Intercellular signaling and synaptic deconstruction uncovered by single-cell and spatial transcriptomics in an AD tauopathy model

Alzheimer's disease (AD) is the leading cause of dementia in elderly individuals worldwide; however, all the mechanisms leading to its onset and progression are not fully understood. Here, we report single-cell multiome and spatial transcriptomics analysis of the brain in a transgenic rat model of human-like tauopathy. In this advanced transgenic model, we have identified new markers of a tau-driven AD pathology and provided single-cell evidence for previously known genes implicated in AD. Our findings reveal how tau pathological hyperphosphorylation and aging alter ligand-receptor communication, transcription factor regulatory networks, and specific cellular networks.

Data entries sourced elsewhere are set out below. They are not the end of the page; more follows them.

impl Lander {
    /// Build the lander body with its fuel span centred on `position`.
    ///
    /// Fails when the controller does not match the configured sensor suite
    /// and thruster layout.
    pub fn spawn(
        genome: GenomeId,
        controller: Box<dyn Controller>,
        position: Vec2,
        config: &LanderConfig,
        physics: &mut PhysicsWorld,
        ctx: &FlightContext,
    ) -> Result<Self, LanderError> {
        let (expected_inputs, expected_outputs) = config.controller_shape();
        if controller.input_count() != expected_inputs
            || controller.output_count() != expected_outputs
        {
            return Err(LanderError::ControllerShape {
                expected_inputs,
                expected_outputs,
                inputs: controller.input_count(),
                outputs: controller.output_count(),
            });
        }

        let origin = position - fuel_span_center();
        let body = physics.insert_body(
            RigidBodyBuilder::dynamic()
                .translation(to_vector(origin))
                .build(),
        );

        let segment_mass = config.dry_mass / HULL_SEGMENTS.len() as f32;
        for (a, b) in HULL_SEGMENTS {
            physics.insert_collider(Self::segment(config, a, b, segment_mass), body);
        }
        let fuel_span = physics.insert_collider(
            Self::segment(config, FUEL_SPAN.0, FUEL_SPAN.1, config.max_fuel),
            body,
        );

        log::debug!(
            "Lander {}: spawned at ({:.1}, {:.1})",
            genome,
            position.x,
            position.y
        );

        let mut lander = Self {
            genome,
            config: config.clone(),
            controller,
            body,
            fuel_span,
            released: false,
            fuel: config.max_fuel,
            alive: true,
            has_collided: false,
            death: None,
            angle: 0.0,
            position,
            velocity: Vec2::ZERO,
            abs_velocity: 0.0,
            distance_to_landing: (ctx.landing_zone.position() - position).length(),
            roll_percentage: 0.0,
            roll_penalty: 0.0,
            readings: SensorReadings::default(),
            throttle: Throttle::OFF,
            applied_thrust: Vec2::ZERO,
            fitness: 0.0,
        };
        lander.fitness = ctx.fitness.evaluate(&lander.fitness_input());
        Ok(lander)
    }

    fn segment(config: &LanderConfig, a: Vec2, b: Vec2, mass: f32) -> Collider {
        ColliderBuilder::new(SharedShape::capsule(
            to_point(a),
            to_point(b),
            SEGMENT_RADIUS,
        ))
        .mass(mass)
        .friction(config.friction)
        .restitution(0.0)
        .collision_groups(Category::Lander.interaction_groups())
        .active_events(ActiveEvents::COLLISION_EVENTS)
        .build()
    }

    /// Advance one tick. Call once per physics step; dead landers ignore it.
    ///
    /// # Panics
    ///
    /// Panics if the lander's body was removed while the lander is alive.
    pub fn update(&mut self, physics: &mut PhysicsWorld, ctx: &FlightContext) {
        if !self.alive {
            return;
        }

        let Some(body) = physics.body(self.body) else {
            panic!("Lander {}: body removed while alive", self.genome);
        };

        self.angle = body.rotation().angle();
        self.position = from_point(&(body.position() * to_point(fuel_span_center())));
        self.distance_to_landing = (ctx.landing_zone.position() - self.position).length();

        let degrees = self.angle.to_degrees().rem_euclid(360.0);
        self.roll_percentage = degrees.min(360.0 - degrees) / 180.0;

        // Velocity freezes at first contact
        if !self.has_collided {
            self.velocity = from_vector(body.linvel());
            self.abs_velocity = self.velocity.length();
        }
        let angular_velocity = body.angvel();

        match self.config.roll_policy() {
            RollPolicy::Kill { threshold } if self.roll_percentage > threshold => {
                self.destroy(physics, DeathCause::Roll);
            }
            RollPolicy::Penalize { threshold, penalty } if self.roll_percentage > threshold => {
                self.roll_penalty += penalty;
            }
            _ => {}
        }

        if self.alive && !ctx.in_bounds(self.position) {
            self.destroy(physics, DeathCause::OutOfBounds);
        }

        self.fitness = ctx.fitness.evaluate(&self.fitness_input());

        if !self.alive {
            return;
        }
        if self.has_collided {
            self.cut_engines(physics);
            return;
        }

        self.readings = self.sense(physics, ctx, angular_velocity);
        let inputs = self.config.sensors.inputs(&self.readings);
        let outputs = self.controller.activate(&inputs);
        let mut throttle = self.config.layout.throttle(&outputs);

        if self.fuel > 0.0 {
            let burn = self.config.layout.fuel_burn(throttle, self.config.consume_rate);
            self.fuel = (self.fuel - burn).max(0.0);
            if let Some(fuel_span) = physics.collider_mut(self.fuel_span) {
                fuel_span.set_mass(self.fuel);
            }
        } else {
            throttle = Throttle::OFF;
        }

        self.throttle = throttle;
        self.apply_thrust(physics);
    }

    fn sense(
        &self,
        physics: &PhysicsWorld,
        ctx: &FlightContext,
        angular_velocity: f32,
    ) -> SensorReadings {
        let (left_scan, right_scan) = if self.config.sensors.scans() {
            sensors::terrain_scan(
                physics,
                self.position,
                self.config.scanner_spacing,
                ctx.terrain.height(),
            )
        } else {
            (SENSOR_MISS, SENSOR_MISS)
        };

        SensorReadings {
            altitude: sensors::altitude(ctx.terrain, self.position),
            left_scan,
            right_scan,
            deviation: ctx.landing_zone.position() - self.position,
            edge_distance: ctx.terrain.width() - self.position.x,
            position: self.position,
            velocity: self.velocity,
            angular_velocity,
            fuel: self.fuel,
        }
    }

    /// Replace last tick's engine forces with the current throttle's
    fn apply_thrust(&mut self, physics: &mut PhysicsWorld) {
        let forces = self
            .config
            .layout
            .forces(self.angle, self.config.thrust, self.throttle);

        let Some(body) = physics.body_mut(self.body) else {
            panic!("Lander {}: body removed while alive", self.genome);
        };
        body.reset_forces(true);

        let mut total = Vec2::ZERO;
        for engine in forces {
            if engine.force == Vec2::ZERO {
                continue;
            }
            let point = match engine.mount {
                Mount::Local(local) => body.position() * to_point(local),
                Mount::CenterOfMass => *body.center_of_mass(),
            };
            body.add_force_at_point(to_vector(engine.force), point, true);
            total += engine.force;
        }
        self.applied_thrust = total;
    }

    fn cut_engines(&mut self, physics: &mut PhysicsWorld) {
        self.throttle = Throttle::OFF;
        self.applied_thrust = Vec2::ZERO;
        if let Some(body) = physics.body_mut(self.body) {
            body.reset_forces(false);
        }
    }

    /// Handle first contact with the terrain. Later calls are no-ops.
    pub fn on_collision(&mut self, physics: &mut PhysicsWorld, ctx: &FlightContext) {
        if self.has_collided || !self.alive {
            return;
        }
        self.has_collided = true;

        let impact = self.velocity;
        if impact.x.abs() > self.config.max_land_vel_x || impact.y.abs() > self.config.max_land_vel_y
        {
            self.destroy(physics, DeathCause::Speed);
        } else {
            log::debug!(
                "Lander {}: landed at ({:.1}, {:.1}) with impact ({:.1}, {:.1})",
                self.genome,
                self.position.x,
                self.position.y,
                impact.x,
                impact.y
            );
            self.cut_engines(physics);
        }

        self.fitness = ctx.fitness.evaluate(&self.fitness_input());
    }

    /// Destroy the lander and release its body. Idempotent.
    pub fn destroy(&mut self, physics: &mut PhysicsWorld, cause: DeathCause) {
        if !self.alive {
            return;
        }
        self.alive = false;
        self.death = Some(cause);
        self.throttle = Throttle::OFF;
        self.applied_thrust = Vec2::ZERO;

        log::debug!(
            "Lander {}: destroyed ({:?}) at ({:.1}, {:.1})",
            self.genome,
            cause,
            self.position.x,
            self.position.y
        );
        self.release(physics);
    }

    /// Remove the body from the world without changing the lander's status.
    /// Safe to call any number of times.
    pub fn release(&mut self, physics: &mut PhysicsWorld) {
        if !self.released {
            physics.remove_body(self.body);
            self.released = true;
        }
    }

    fn fitness_input(&self) -> FitnessInput {
        FitnessInput {
            distance: self.distance_to_landing,
            velocity: self.abs_velocity,
            roll_penalty: self.roll_penalty,
            alive: self.alive,
            killed_by_roll: self.killed_by_roll(),
        }
    }

    /// (distance, velocity, fitness) snapshot
    pub fn evaluate(&self) -> Evaluation {
        Evaluation {
            distance: self.distance_to_landing,
            velocity: self.abs_velocity,
            fitness: self.fitness,
        }
    }

    pub fn status(&self) -> LanderStatus {
        match self.death {
            Some(cause) => LanderStatus::Destroyed(cause),
            None if self.has_collided => LanderStatus::Landed,
            None => LanderStatus::Flying,
        }
    }

    /// Still needs stepping: alive and not yet touched the terrain
    pub fn is_flying(&self) -> bool {
        self.alive && !self.has_collided
    }

    pub fn genome(&self) -> GenomeId {
        self.genome
    }

    pub fn body(&self) -> RigidBodyHandle {
        self.body
    }

    pub fn alive(&self) -> bool {
        self.alive
    }

    pub fn has_collided(&self) -> bool {
        self.has_collided
    }

    pub fn death(&self) -> Option<DeathCause> {
        self.death
    }

    pub fn killed_by_roll(&self) -> bool {
        self.death == Some(DeathCause::Roll)
    }

    pub fn fuel(&self) -> f32 {
        self.fuel
    }

    /// Current mass of the fuel-span collider, if the body still exists
    pub fn fuel_span_mass(&self, physics: &PhysicsWorld) -> Option<f32> {
        physics.collider(self.fuel_span).map(|collider| collider.mass())
    }

    pub fn angle(&self) -> f32 {
        self.angle
    }

    pub fn position(&self) -> Vec2 {
        self.position
    }

    pub fn velocity(&self) -> Vec2 {
        self.velocity
    }

    pub fn roll_percentage(&self) -> f32 {
        self.roll_percentage
    }

    pub fn roll_penalty(&self) -> f32 {
        self.roll_penalty
    }

    pub fn readings(&self) -> &SensorReadings {
        &self.readings
    }

    pub fn throttle(&self) -> Throttle {
        self.throttle
    }

    /// Sum of the engine forces applied on the last tick
    pub fn applied_thrust(&self) -> Vec2 {
        self.applied_thrust
    }

    pub fn fitness(&self) -> f32 {
        self.fitness
    }
}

Notably, we found intriguing changes in cell communication involving glutamatergic transmission and netrin signaling as a consequence of the tauopathy. Overall, this study reinforces the concept of synaptic dysfunction as a hallmark of AD and highlights potential targets for future mechanistic investigations or novel therapeutic strategies. Overall design: Multiome-seq: Joint snRNA-seq and scATAC-seq performed using 10x Genomics platform. Spatial-seq: performed using 10x Genomics Visium platform. Both consist of AD model rat hippocampal or cortex tissues from 10 month and 20 months old samples and wild-type counterparts.